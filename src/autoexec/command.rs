//! Autoexec line grammar.
//!
//! Recognised forms, tried in this order (keywords are case-insensitive and
//! may be prefixed with `@`):
//! 1. `mount|imgmount <d>[:] "<path>" [trailing]`
//! 2. `mount|imgmount <d>[:] <path> [trailing]`
//! 3. `<d>:[\]` alone on the line
//!
//! The quoted form must be tried first, otherwise a quoted path containing
//! spaces would be split by the unquoted form. Anything else is kept raw.

use std::fmt;
use std::sync::OnceLock;

use regex_lite::{Captures, Regex};

fn quoted_mount() -> &'static Regex {
    static RE: OnceLock<Regex> = OnceLock::new();
    RE.get_or_init(|| {
        Regex::new(r#"(?i)^@? *(mount|imgmount) +([a-z]):? +"([^"]+)"( +(.*))?"#)
            .expect("valid quoted mount pattern")
    })
}

fn unquoted_mount() -> &'static Regex {
    static RE: OnceLock<Regex> = OnceLock::new();
    RE.get_or_init(|| {
        Regex::new(r"(?i)^@? *(mount|imgmount) +([a-z]):? +([^ ]+)( +(.*))?")
            .expect("valid unquoted mount pattern")
    })
}

fn change_drive() -> &'static Regex {
    static RE: OnceLock<Regex> = OnceLock::new();
    RE.get_or_init(|| {
        Regex::new(r"(?i)^@? *([a-z]):\\? *$").expect("valid change drive pattern")
    })
}

/// Mount command keyword.
#[derive(Debug, Clone, Copy, PartialEq, Eq)]
pub enum MountKind {
    /// Bind a host directory.
    Mount,
    /// Bind a disk image.
    ImgMount,
}

impl MountKind {
    fn from_keyword(keyword: &str) -> Self {
        if keyword.eq_ignore_ascii_case("imgmount") {
            MountKind::ImgMount
        } else {
            MountKind::Mount
        }
    }
}

impl fmt::Display for MountKind {
    fn fmt(&self, f: &mut fmt::Formatter<'_>) -> fmt::Result {
        match self {
            MountKind::Mount => write!(f, "mount"),
            MountKind::ImgMount => write!(f, "imgmount"),
        }
    }
}

/// View over a single autoexec line.
#[derive(Debug, Clone, PartialEq, Eq)]
pub enum AutoexecCommand<'a> {
    /// `mount`/`imgmount` with a host path.
    Mount {
        kind: MountKind,
        /// Drive letter, uppercased.
        drive: char,
        /// Path as written, without quotes.
        path: &'a str,
        /// Text after the path including its leading spaces.
        trailing: Option<&'a str>,
    },
    /// Bare drive change such as `c:`.
    ChangeDrive {
        /// Drive letter, uppercased.
        drive: char,
    },
    /// Anything else.
    Raw(&'a str),
}

impl<'a> AutoexecCommand<'a> {
    /// Classify one line.
    pub fn parse(line: &'a str) -> Self {
        if let Some(caps) = quoted_mount()
            .captures(line)
            .or_else(|| unquoted_mount().captures(line))
        {
            if let Some(cmd) = Self::mount_from(&caps) {
                return cmd;
            }
        }

        if let Some(drive) = change_drive()
            .captures(line)
            .and_then(|caps| caps.get(1))
            .and_then(|m| drive_letter(m.as_str()))
        {
            return AutoexecCommand::ChangeDrive { drive };
        }

        AutoexecCommand::Raw(line)
    }

    fn mount_from(caps: &Captures<'a>) -> Option<Self> {
        let kind = MountKind::from_keyword(caps.get(1)?.as_str());
        let drive = drive_letter(caps.get(2)?.as_str())?;
        let path = caps.get(3)?.as_str();
        let trailing = caps.get(4).map(|m| m.as_str());
        Some(AutoexecCommand::Mount {
            kind,
            drive,
            path,
            trailing,
        })
    }
}

fn drive_letter(s: &str) -> Option<char> {
    s.chars().next().map(|c| c.to_ascii_uppercase())
}

#[cfg(test)]
mod tests {
    use super::*;

    #[test]
    fn test_quoted_mount() {
        let cmd = AutoexecCommand::parse(r#"MOUNT C "Games\My Game" -freesize 100"#);
        assert_eq!(
            cmd,
            AutoexecCommand::Mount {
                kind: MountKind::Mount,
                drive: 'C',
                path: r"Games\My Game",
                trailing: Some(" -freesize 100"),
            }
        );
    }

    #[test]
    fn test_unquoted_mount() {
        let cmd = AutoexecCommand::parse("@imgmount d: cd/game.cue  -t iso");
        assert_eq!(
            cmd,
            AutoexecCommand::Mount {
                kind: MountKind::ImgMount,
                drive: 'D',
                path: "cd/game.cue",
                trailing: Some("  -t iso"),
            }
        );
    }

    #[test]
    fn test_mount_without_trailing() {
        let cmd = AutoexecCommand::parse("mount c .");
        assert_eq!(
            cmd,
            AutoexecCommand::Mount {
                kind: MountKind::Mount,
                drive: 'C',
                path: ".",
                trailing: None,
            }
        );
    }

    #[test]
    fn test_keyword_case_and_at_prefix() {
        for line in ["mount c x", "MOUNT C x", "MoUnT c: x", "@mount c x", "@  mount c x"] {
            assert!(
                matches!(AutoexecCommand::parse(line), AutoexecCommand::Mount { drive: 'C', .. }),
                "{line}"
            );
        }
    }

    #[test]
    fn test_change_drive() {
        assert_eq!(
            AutoexecCommand::parse("c:"),
            AutoexecCommand::ChangeDrive { drive: 'C' }
        );
        assert_eq!(
            AutoexecCommand::parse(r"@D:\  "),
            AutoexecCommand::ChangeDrive { drive: 'D' }
        );
    }

    #[test]
    fn test_change_drive_rejects_extra_tokens() {
        assert_eq!(AutoexecCommand::parse("c: dir"), AutoexecCommand::Raw("c: dir"));
        assert_eq!(AutoexecCommand::parse(r"c:\game"), AutoexecCommand::Raw(r"c:\game"));
    }

    #[test]
    fn test_raw_lines() {
        for line in [
            "",
            "@echo off",
            "mount -u c",
            "mount c",
            "mountc c .",
            "cd GAME",
            "# mount c .",
        ] {
            assert_eq!(AutoexecCommand::parse(line), AutoexecCommand::Raw(line));
        }
    }

    #[test]
    fn test_unterminated_quote_falls_back_to_unquoted() {
        let cmd = AutoexecCommand::parse(r#"mount c "games"#);
        assert!(matches!(cmd, AutoexecCommand::Mount { path: "\"games", .. }));
    }

    #[test]
    fn test_mount_kind_display() {
        assert_eq!(MountKind::Mount.to_string(), "mount");
        assert_eq!(MountKind::ImgMount.to_string(), "imgmount");
    }
}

**Exercise objective**. If the string "Anything" appears in a line of the data above, that line counts. State how many such lines there are and nothing more.

**Answer to this exercise**. 2